### BRIEF
The whole answer is the data below, retyped exactly.

====================

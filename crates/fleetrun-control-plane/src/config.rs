//! Control plane configuration.

use std::path::PathBuf;
use std::time::Duration;

use clap::Parser;

use crate::coordinator::RetryPolicy;
use crate::liveness::LivenessConfig;

const DEFAULT_BIND_ADDR: &str = "127.0.0.1:8080";
const DEFAULT_HEARTBEAT_INTERVAL_MS: u64 = 5_000;
const DEFAULT_LIVENESS_TIMEOUT_MS: u64 = 15_000;
const DEFAULT_MAX_RETRIES: u32 = 3;
const DEFAULT_MAX_REASSIGNMENTS: u32 = 5;
const DEFAULT_WORKER_PURGE_AFTER_MS: u64 = 300_000;

/// Control plane configuration.
#[derive(Debug, Clone, Parser)]
#[command(name = "fleetrun-control-plane", version, about = "FleetRun control plane")]
pub struct Config {
    /// HTTP server bind address.
    #[arg(long, env = "FLEETRUN_BIND_ADDR", default_value = DEFAULT_BIND_ADDR)]
    pub bind_addr: String,

    /// Directory for persisted job documents. In-memory only when unset.
    #[arg(long, env = "FLEETRUN_DATA_DIR")]
    pub data_dir: Option<PathBuf>,

    /// Expected heartbeat interval from workers.
    #[arg(long, env = "FLEETRUN_HEARTBEAT_INTERVAL_MS", default_value_t = DEFAULT_HEARTBEAT_INTERVAL_MS)]
    pub heartbeat_interval_ms: u64,

    /// Silence after which a worker is considered unreachable.
    #[arg(long, env = "FLEETRUN_LIVENESS_TIMEOUT_MS", default_value_t = DEFAULT_LIVENESS_TIMEOUT_MS)]
    pub liveness_timeout_ms: u64,

    /// Maximum time a task may stay assigned before it is reclaimed.
    #[arg(long, env = "FLEETRUN_TASK_TIMEOUT_MS")]
    pub task_timeout_ms: Option<u64>,

    /// Default number of execution attempts per task.
    #[arg(long, env = "FLEETRUN_MAX_RETRIES", default_value_t = DEFAULT_MAX_RETRIES)]
    pub max_retries: u32,

    /// Reclaims from dead or stuck workers before a task is failed.
    #[arg(long, env = "FLEETRUN_MAX_REASSIGNMENTS", default_value_t = DEFAULT_MAX_REASSIGNMENTS)]
    pub max_reassignments: u32,

    /// How long an unreachable worker stays listed before it is removed.
    #[arg(long, env = "FLEETRUN_WORKER_PURGE_AFTER_MS", default_value_t = DEFAULT_WORKER_PURGE_AFTER_MS)]
    pub worker_purge_after_ms: u64,

    /// Known dataset references. Any non-empty reference is accepted when empty.
    #[arg(long = "dataset", env = "FLEETRUN_DATASETS", value_delimiter = ',')]
    pub datasets: Vec<String>,
}

impl Config {
    pub fn heartbeat_interval(&self) -> Duration {
        Duration::from_millis(self.heartbeat_interval_ms)
    }

    pub fn liveness_timeout(&self) -> Duration {
        Duration::from_millis(self.liveness_timeout_ms)
    }

    pub fn task_timeout(&self) -> Option<Duration> {
        self.task_timeout_ms.map(Duration::from_millis)
    }

    pub fn worker_purge_after(&self) -> Duration {
        Duration::from_millis(self.worker_purge_after_ms)
    }

    /// Retry and reassignment budgets applied by the coordinator.
    pub fn retry_policy(&self) -> RetryPolicy {
        RetryPolicy {
            max_retries: self.max_retries.max(1),
            max_reassignments: self.max_reassignments,
        }
    }

    /// Timeouts used by the liveness monitor. It ticks at half the heartbeat interval.
    pub fn liveness(&self) -> LivenessConfig {
        LivenessConfig {
            check_interval: (self.heartbeat_interval() / 2).max(Duration::from_millis(1)),
            liveness_timeout: self.liveness_timeout(),
            task_timeout: self.task_timeout(),
            worker_purge_after: self.worker_purge_after(),
        }
    }

    /// Settings that are accepted but likely to misbehave.
    pub fn warnings(&self) -> Vec<String> {
        let mut warnings = Vec::new();
        if self.liveness_timeout_ms < self.heartbeat_interval_ms.saturating_mul(3) {
            warnings.push(format!(
                "liveness timeout {}ms is below 3x the heartbeat interval {}ms; healthy workers may be expired",
                self.liveness_timeout_ms, self.heartbeat_interval_ms
            ));
        }
        if self.max_retries == 0 {
            warnings.push("max_retries of 0 is treated as 1".to_string());
        }
        warnings
    }
}

impl Default for Config {
    fn default() -> Self {
        Self {
            bind_addr: DEFAULT_BIND_ADDR.to_string(),
            data_dir: None,
            heartbeat_interval_ms: DEFAULT_HEARTBEAT_INTERVAL_MS,
            liveness_timeout_ms: DEFAULT_LIVENESS_TIMEOUT_MS,
            task_timeout_ms: None,
            max_retries: DEFAULT_MAX_RETRIES,
            max_reassignments: DEFAULT_MAX_REASSIGNMENTS,
            worker_purge_after_ms: DEFAULT_WORKER_PURGE_AFTER_MS,
            datasets: Vec::new(),
        }
    }
}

====================

### RESPONSE BOX
filename crates/fleetrun-control-plane/src/config.rs
//! Control plane configuration.

use std::path::PathBuf;
use std::time::Duration;

use clap::Parser;

use crate::coordinator::RetryPolicy;
use crate::liveness::LivenessConfig;

const DEFAULT_BIND_ADDR: &str = "127.0.0.1:8080";
const DEFAULT_HEARTBEAT_INTERVAL_MS: u64 = 5_000;
const DEFAULT_LIVENESS_TIMEOUT_MS: u64 = 15_000;
const DEFAULT_MAX_RETRIES: u32 = 3;
const DEFAULT_MAX_REASSIGNMENTS: u32 = 5;
const DEFAULT_WORKER_PURGE_AFTER_MS: u64 = 300_000;

/// Control plane configuration.
#[derive(Debug, Clone, Parser)]
#[command(name = "fleetrun-control-plane", version, about = "FleetRun control plane")]
pub struct Config {
    /// HTTP server bind address.
    #[arg(long, env = "FLEETRUN_BIND_ADDR", default_value = DEFAULT_BIND_ADDR)]
    pub bind_addr: String,

    /// Directory for persisted job documents. In-memory only when unset.
    #[arg(long, env = "FLEETRUN_DATA_DIR")]
    pub data_dir: Option<PathBuf>,

    /// Expected heartbeat interval from workers.
    #[arg(long, env = "FLEETRUN_HEARTBEAT_INTERVAL_MS", default_value_t = DEFAULT_HEARTBEAT_INTERVAL_MS)]
    pub heartbeat_interval_ms: u64,

    /// Silence after which a worker is considered unreachable.
    #[arg(long, env = "FLEETRUN_LIVENESS_TIMEOUT_MS", default_value_t = DEFAULT_LIVENESS_TIMEOUT_MS)]
    pub liveness_timeout_ms: u64,

    /// Maximum time a task may stay assigned before it is reclaimed.
    #[arg(long, env = "FLEETRUN_TASK_TIMEOUT_MS")]
    pub task_timeout_ms: Option<u64>,

    /// Default number of execution attempts per task.
    #[arg(long, env = "FLEETRUN_MAX_RETRIES", default_value_t = DEFAULT_MAX_RETRIES)]
    pub max_retries: u32,

    /// Reclaims from dead or stuck workers before a task is failed.
    #[arg(long, env = "FLEETRUN_MAX_REASSIGNMENTS", default_value_t = DEFAULT_MAX_REASSIGNMENTS)]
    pub max_reassignments: u32,

    /// How long an unreachable worker stays listed before it is removed.
    #[arg(long, env = "FLEETRUN_WORKER_PURGE_AFTER_MS", default_value_t = DEFAULT_WORKER_PURGE_AFTER_MS)]
    pub worker_purge_after_ms: u64,

    /// Known dataset references. Any non-empty reference is accepted when empty.
    #[arg(long = "dataset", env = "FLEETRUN_DATASETS", value_delimiter = ',')]
    pub datasets: Vec<String>,
}

impl Config {
    pub fn heartbeat_interval(&self) -> Duration {
        Duration::from_millis(self.heartbeat_interval_ms)
    }

    pub fn liveness_timeout(&self) -> Duration {
        Duration::from_millis(self.liveness_timeout_ms)
    }

    pub fn task_timeout(&self) -> Option<Duration> {
        self.task_timeout_ms.map(Duration::from_millis)
    }

    pub fn worker_purge_after(&self) -> Duration {
        Duration::from_millis(self.worker_purge_after_ms)
    }

    /// Retry and reassignment budgets applied by the coordinator.
    pub fn retry_policy(&self) -> RetryPolicy {
        RetryPolicy {
            max_retries: self.max_retries.max(1),
            max_reassignments: self.max_reassignments,
        }
    }

    /// Timeouts used by the liveness monitor. It ticks at half the heartbeat interval.
    pub fn liveness(&self) -> LivenessConfig {
        LivenessConfig {
            check_interval: (self.heartbeat_interval() / 2).max(Duration::from_millis(1)),
            liveness_timeout: self.liveness_timeout(),
            task_timeout: self.task_timeout(),
            worker_purge_after: self.worker_purge_after(),
        }
    }

    /// Settings that are accepted but likely to misbehave.
    pub fn warnings(&self) -> Vec<String> {
        let mut warnings = Vec::new();
        if self.liveness_timeout_ms < self.heartbeat_interval_ms.saturating_mul(3) {
            warnings.push(format!(
                "liveness timeout {}ms is below 3x the heartbeat interval {}ms; healthy workers may be expired",
                self.liveness_timeout_ms, self.heartbeat_interval_ms
            ));
        }
        if self.max_retries == 0 {
            warnings.push("max_retries of 0 is treated as 1".to_string());
        }
        warnings
    }
}

impl Default for Config {
    fn default() -> Self {
        Self {
            bind_addr: DEFAULT_BIND_ADDR.to_string(),
            data_dir: None,
            heartbeat_interval_ms: DEFAULT_HEARTBEAT_INTERVAL_MS,
            liveness_timeout_ms: DEFAULT_LIVENESS_TIMEOUT_MS,
            task_timeout_ms: None,
            max_retries: DEFAULT_MAX_RETRIES,
            max_reassignments: DEFAULT_MAX_REASSIGNMENTS,
            worker_purge_after_ms: DEFAULT_WORKER_PURGE_AFTER_MS,
            datasets: Vec::new(),
        }
    }
}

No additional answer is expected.